Other parterres in this genre are marching band half-time shows, synchronized swimming, musicals (stage and film), parades, and traffic.

Ballet (a form originating in the court of Louis XIV) evolved into modern dance, and The Green Table is noted for its revival of the story ballet, and importantly here for the introduction of extremely stylized movements and gestures, especially intended to emphatically define space, and so communicate meaning.

This dance can be presented wherever a 10’ by 10’ stage fits, but best follows the French tradition of theater in the garden if staged out-of-doors.
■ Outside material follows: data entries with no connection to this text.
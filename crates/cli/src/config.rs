//! `wsgen.toml` handling and layering of generate settings.
//!
//! Precedence, lowest first: built-in defaults, the config file, flags.

use std::fs;
use std::path::{Path, PathBuf};

use serde::Deserialize;
use tracing::debug;
use wsgen_core::Artifact;

/// Config file looked up in the working directory when `--config` is absent.
pub const CONFIG_FILE_NAME: &str = "wsgen.toml";
/// Output directory used when neither the file nor a flag sets one.
pub const DEFAULT_OUT_DIR: &str = "generated";

/// Which side of the protocol to generate.
#[derive(Debug, Clone, Copy, PartialEq, Eq, Default, Deserialize, clap::ValueEnum)]
#[serde(rename_all = "lowercase")]
pub enum Mode {
    /// Types, handlers, server, and the server example.
    Server,
    /// Types, client, and the client example.
    Client,
    /// Everything.
    #[default]
    Both,
}

impl Mode {
    fn artifacts(self) -> &'static [Artifact] {
        match self {
            Mode::Server => &[
                Artifact::Types,
                Artifact::Handlers,
                Artifact::Server,
                Artifact::ServerExample,
            ],
            Mode::Client => &[Artifact::Types, Artifact::Client, Artifact::ClientExample],
            Mode::Both => &Artifact::ALL,
        }
    }
}

/// Parsed `wsgen.toml`.
#[derive(Debug, Clone, Default, Deserialize)]
#[serde(deny_unknown_fields)]
pub struct ConfigFile {
    /// Settings for `wsgen generate`.
    #[serde(default)]
    pub generate: GenerateSection,
}

/// The `[generate]` table; also used to carry command-line overrides.
#[derive(Debug, Clone, Default, PartialEq, Eq, Deserialize)]
#[serde(deny_unknown_fields)]
pub struct GenerateSection {
    /// Output directory.
    pub out: Option<PathBuf>,
    /// Side to generate.
    pub mode: Option<Mode>,
    /// Emit `types.ts`.
    pub types: Option<bool>,
    /// Emit `handlers.ts`.
    pub handlers: Option<bool>,
    /// Emit `server.ts` and `index.ts`.
    pub server: Option<bool>,
    /// Emit `client.ts` and `client-example.ts`.
    pub client: Option<bool>,
}

impl GenerateSection {
    /// Layer `over` on top of `self`; any field set in `over` wins.
    pub fn merge(self, over: GenerateSection) -> GenerateSection {
        GenerateSection {
            out: over.out.or(self.out),
            mode: over.mode.or(self.mode),
            types: over.types.or(self.types),
            handlers: over.handlers.or(self.handlers),
            server: over.server.or(self.server),
            client: over.client.or(self.client),
        }
    }

    /// Fill unset fields with built-in defaults.
    pub fn settings(self) -> GenerateSettings {
        GenerateSettings {
            out: self.out.unwrap_or_else(|| PathBuf::from(DEFAULT_OUT_DIR)),
            mode: self.mode.unwrap_or_default(),
            types: self.types.unwrap_or(true),
            handlers: self.handlers.unwrap_or(true),
            server: self.server.unwrap_or(true),
            client: self.client.unwrap_or(true),
        }
    }
}

/// Effective settings for one `generate` run.
#[derive(Debug, Clone, PartialEq, Eq)]
#[allow(clippy::struct_excessive_bools)]
pub struct GenerateSettings {
    /// Output directory.
    pub out: PathBuf,
    /// Side to generate.
    pub mode: Mode,
    /// Emit `types.ts`.
    pub types: bool,
    /// Emit `handlers.ts`.
    pub handlers: bool,
    /// Emit `server.ts` and `index.ts`.
    pub server: bool,
    /// Emit `client.ts` and `client-example.ts`.
    pub client: bool,
}

impl GenerateSettings {
    /// Artifacts selected by the mode, minus those switched off.
    pub fn artifacts(&self) -> Vec<Artifact> {
        self.mode
            .artifacts()
            .iter()
            .copied()
            .filter(|artifact| match artifact {
                Artifact::Types => self.types,
                Artifact::Handlers => self.handlers,
                Artifact::Server | Artifact::ServerExample => self.server,
                Artifact::Client | Artifact::ClientExample => self.client,
            })
            .collect()
    }
}

/// Load the config file.
///
/// An explicit path must exist. Without one, `./wsgen.toml` is used when
/// present and an empty config otherwise.
pub fn load_config(explicit: Option<&Path>) -> Result<ConfigFile, String> {
    let path = match explicit {
        Some(path) => path.to_path_buf(),
        None => {
            let candidate = PathBuf::from(CONFIG_FILE_NAME);
            if !candidate.is_file() {
                debug!("No {CONFIG_FILE_NAME} found, using defaults.");
                return Ok(ConfigFile::default());
            }
            candidate
        }
    };

    let content = fs::read_to_string(&path)
        .map_err(|err| format!("Failed to read config {}: {err}", path.display()))?;
    let config = parse_config(&content)
        .map_err(|err| format!("Invalid config {}: {err}", path.display()))?;

    debug!(path = %path.display(), "Loaded config file.");
    Ok(config)
}

/// Parse config file contents.
pub fn parse_config(content: &str) -> Result<ConfigFile, toml::de::Error> {
    toml::from_str(content)
}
Elements in a traditional parterre are plantings, pavings, and objects fixed in space and time. Elements in a parterre de temps are capable of autonomous (prescribed) movement in time scaled to human perception. This can include objects carried by moving agents. The Green Table uses human dancers in costume, a green table, and pistols. The set is usually draped in black cloth. Out-of-doors choices for this production are a grass or moss covered table, and pendulous, darkly colored moss or lichen for the drape.

Music is also an element in this parterre, and can claim its own partitioning of time.

The boards reconstruct the first scene, titled “The Gentlemen in Black”, showing the musical score, and diagrams of directed movement, in plan. These diagrams are similar to animation cells, in that they represent discrete events intended as a successive, continuous, seamlessly connected presentation. The photographs are from productions that cover sixty years.


 


 

error: Content is protected !!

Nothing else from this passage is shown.